Es gibt zudem noch die öffentlich-rechtlichen Abschlüsse der Kammern, Verbände oder Institutionen, die zwar keine Erstausbildung ersetzen können, aber dafür sorgen, dass Menschen ohne berufliche Ausbildung bei entsprechender Berufserfahrung eine Prüfung nachmachen können. So können auch sie ein Zeugnis, beispielsweise der Industrie- und Handelskammer (IHK) erhalten, das ihre Berufsqualifikation dokumentiert.

Vorteil Fernstudium

Der entscheidende Vorteil von einem Fernlehrgang ist, dass der Abschluss nebenberuflich, in Teil- oder in Vollzeit zu machen ist. Für Berufstätige bedeutet dies, dass sie Beruf, Alltag und Fernlehrgang kombinieren können, ohne finanzielle Einbußen zu haben. Familiär Eingebundene können weiterhin ihren Pflichten nachgehen. Denn ein Fernlehrgang ermöglicht jedem, in seinem Lerntempo und in freier Zeit- und Ortseinteilung sein Lernen zu organisieren. Motivation und Disziplin sind allerdings gefragt.

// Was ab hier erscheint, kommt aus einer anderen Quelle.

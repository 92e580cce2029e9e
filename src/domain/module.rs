//! Module domain types
//!
//! A module is a named, versioned unit of configuration content with
//! optional dependencies and an optional input schema.

use std::fmt;
use std::path::{Component, Path, PathBuf};
use std::str::FromStr;

use serde::{Deserialize, Serialize};

use crate::error::{CfError, Result};
use crate::input::QuestionSpec;

/// Reference to a module by name, optionally pinned to an exact version
///
/// Textual form is `name` or `name@version`, which is also how it is
/// serialized.
#[derive(Debug, Clone, PartialEq, Eq, Hash, PartialOrd, Ord, Serialize, Deserialize)]
#[serde(try_from = "String", into = "String")]
pub struct ModuleRef {
    pub name: String,
    pub version: Option<String>,
}

impl ModuleRef {
    pub fn new(name: impl Into<String>, version: Option<String>) -> Self {
        Self {
            name: name.into(),
            version,
        }
    }

    /// Reference pinned to an exact version
    pub fn pinned(name: impl Into<String>, version: impl Into<String>) -> Self {
        Self::new(name, Some(version.into()))
    }
}

impl FromStr for ModuleRef {
    type Err = CfError;

    fn from_str(s: &str) -> Result<Self> {
        let (name, version) = match s.split_once('@') {
            Some((name, version)) => (name.trim(), Some(version.trim())),
            None => (s.trim(), None),
        };

        if name.is_empty() {
            return Err(CfError::ConfigInvalid {
                message: format!("Module reference '{s}' has an empty name"),
            });
        }
        if version.is_some_and(str::is_empty) {
            return Err(CfError::ConfigInvalid {
                message: format!("Module reference '{s}' has an empty version"),
            });
        }

        Ok(Self::new(name, version.map(str::to_string)))
    }
}

impl TryFrom<String> for ModuleRef {
    type Error = CfError;

    fn try_from(value: String) -> Result<Self> {
        value.parse()
    }
}

impl From<ModuleRef> for String {
    fn from(module: ModuleRef) -> Self {
        module.to_string()
    }
}

impl fmt::Display for ModuleRef {
    fn fmt(&self, f: &mut fmt::Formatter<'_>) -> fmt::Result {
        match &self.version {
            Some(version) => write!(f, "{}@{}", self.name, version),
            None => f.write_str(&self.name),
        }
    }
}

/// Where the bytes of a file entry come from
#[derive(Debug, Clone, PartialEq, Eq)]
pub enum FileSource {
    /// A file or directory on disk (absolute after index loading)
    Path(PathBuf),
    /// Content given directly in the index
    Inline(String),
}

/// One file (or directory) a module contributes to the build output
#[derive(Debug, Clone, PartialEq, Eq)]
pub struct FileEntry {
    pub source: FileSource,
    /// Relative destination in the output tree
    pub destination: String,
    /// Expand `{{ variable }}` placeholders from the module's answers
    pub template: bool,
}

impl FileEntry {
    #[cfg(test)]
    pub fn inline(destination: impl Into<String>, content: impl Into<String>) -> Self {
        Self {
            source: FileSource::Inline(content.into()),
            destination: destination.into(),
            template: false,
        }
    }

    #[cfg(test)]
    pub fn path(destination: impl Into<String>, source: impl Into<PathBuf>) -> Self {
        Self {
            source: FileSource::Path(source.into()),
            destination: destination.into(),
            template: false,
        }
    }

    #[cfg(test)]
    #[must_use]
    pub fn templated(mut self) -> Self {
        self.template = true;
        self
    }
}

/// Check that a destination stays inside the output tree
pub fn validate_destination(destination: &str) -> std::result::Result<(), String> {
    check_relative("destination", destination, "must not leave the output tree")
}

/// Check that a file source stays inside the module directory
pub fn validate_source(source: &str) -> std::result::Result<(), String> {
    check_relative("source", source, "must not leave the module directory")
}

fn check_relative(kind: &str, value: &str, escape: &str) -> std::result::Result<(), String> {
    if value.trim().is_empty() {
        return Err(format!("{kind} must be non-empty"));
    }
    let path = Path::new(value);
    if path.is_absolute() || value.starts_with('/') || value.starts_with('\\') {
        return Err(format!("{kind} '{value}' must be a relative path"));
    }
    if value.split(['/', '\\']).any(|segment| segment == "..")
        || path
            .components()
            .any(|c| matches!(c, Component::ParentDir | Component::Prefix(_) | Component::RootDir))
    {
        return Err(format!("{kind} '{value}' {escape}"));
    }
    Ok(())
}

/// Validate a destination and bring it to `/`-separated form
///
/// `.` and empty segments are dropped, so `./def.json`, `def.json` and
/// `services//x.cf/` name the same paths as their plain spellings. The
/// result is empty only for destinations that name the output root.
pub fn normalize_destination(destination: &str) -> std::result::Result<String, String> {
    validate_destination(destination)?;
    let segments: Vec<&str> = destination
        .split(['/', '\\'])
        .filter(|segment| !segment.is_empty() && *segment != ".")
        .collect();
    Ok(segments.join("/"))
}

#[derive(Debug, Clone, Default, PartialEq, Eq)]
pub struct ModuleMetadata {
    pub by: Option<String>,
    pub repo: Option<String>,
    pub commit: Option<String>,
    pub website: Option<String>,
    pub documentation: Option<String>,
}

/// Normalized, read-only view of one module version from the index
#[derive(Debug, Clone, PartialEq)]
pub struct ModuleDescriptor {
    pub name: String,
    pub version: String,
    pub description: String,
    pub tags: Vec<String>,
    /// Author, source repository and links; shown by `info`
    pub metadata: ModuleMetadata,
    pub dependencies: Vec<ModuleRef>,
    pub files: Vec<FileEntry>,
    pub input: Option<Vec<QuestionSpec>>,
}

impl ModuleDescriptor {
    #[cfg(test)]
    /// Create a descriptor with no dependencies, files or input
    pub fn new(name: impl Into<String>, version: impl Into<String>) -> Self {
        Self {
            name: name.into(),
            version: version.into(),
            description: String::new(),
            tags: Vec::new(),
            metadata: ModuleMetadata::default(),
            dependencies: Vec::new(),
            files: Vec::new(),
            input: None,
        }
    }

    #[cfg(test)]
    #[must_use]
    pub fn with_dependency(mut self, dependency: ModuleRef) -> Self {
        self.dependencies.push(dependency);
        self
    }

    #[cfg(test)]
    #[must_use]
    pub fn with_file(mut self, file: FileEntry) -> Self {
        self.files.push(file);
        self
    }

    #[cfg(test)]
    #[must_use]
    pub fn with_input(mut self, input: Vec<QuestionSpec>) -> Self {
        self.input = Some(input);
        self
    }

    /// Reference pinned to this descriptor's exact version
    pub fn module_ref(&self) -> ModuleRef {
        ModuleRef::pinned(&self.name, &self.version)
    }

    /// Whether the module declares questions
    pub fn has_input(&self) -> bool {
        self.input.as_ref().is_some_and(|q| !q.is_empty())
    }
}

Schulabschlüsse und Berufsabschlüsse sind wichtig

Ein Schulabschluss spielt nicht nur für den Berufswunsch, die Studienwahl oder die Berufsausbildung eine entscheidende Rolle. Auch in der beruflichen Weiterbildung und im beruflichen Fortkommen ist ein guter Schulabschluss wichtig. In Deutschland bauen die allgemeinbildenden Abschlüsse aufeinander auf: Jeder Abschluss ermöglicht neue und weiterer Spektren an Aufstiegs- und Weiterbildungsmöglichkeiten.

Ein Berufsabschluss ist ebenso wichtig. Denn immer weniger Arbeitsplätze werden an Ungelernte vergeben. Einfache Tätigkeiten werden automatisiert und höher qualifizierte Tätigkeiten nehmen zu. Ungelernte Arbeiter sind häufiger arbeitslos und bleiben es auch über einen längeren Zeitraum. Zudem ist ein Aufstieg aus einer ungelernten Position schwieriger.

Drei Bildungswege

Das deutsche Bildungssystem ist in seiner Grundstruktur in Bereiche aufgeteilt: Elementarbereich (Kindertagesstätte / Kindergarten), Primarbereich (Grundschule) Sekundarbereich I (Stadtteilschule, Hauptschule, Realschule, Gymnasium), Sekundarbereich II (Gymnasium ab der elften Klasse, Fachgymnasium, Fachoberschulen, Berufsschulen) und Tertiärer Bereich (Universität, Hochschule, Abendschule, Weiterbildung, Fernlehrgang). In den einzelnen Bundesländern kann es zu Abweichungen kommen, so dass es ohne eine spezifische Information über die Bedingungen im eigenen Bundesland nicht geht.

Der erste Bildungsweg umfasst die allgemeinbildenden und berufsbildenden Schulen, die von jungen Menschen von der Einschulung bis zum Berufseintritt durchlaufen werden. Auch die darauf aufbauende weitere Qualifikation im Beruf zählt dazu.

Der zweite Bildungsweg ermöglicht, Schulabschlüsse nachzuholen. Viele der Angebote finden berufsbegleitend statt: ein Fernlehrgang, Besuch einer Abendschule oder Kollegs - so kann jeder einen passenden Weg finden, den gewünschten Schulabschluss nachzuholen.

Der dritte Bildungsweg ermöglicht eine Höherqualifikation für Begabte: Studieren ohne Abitur. Infrage kommen begabte Künstler und beruflich qualifizierte Bewerber, die nicht über die geforderten schulischen Abschlüsse verfügen. Eine entsprechende berufliche Erfahrung wird vorausgesetzt, um ein Studium ohne Hochschulreife aufnehmen zu können. Aufgrund der föderalistischen Struktur Deutschlands kommt es hier zu Unterschieden innerhalb der einzelnen Bundesländer. Über die regionalen Unterschiede informieren die zuständigen Behörden des jeweiligen Bundeslandes.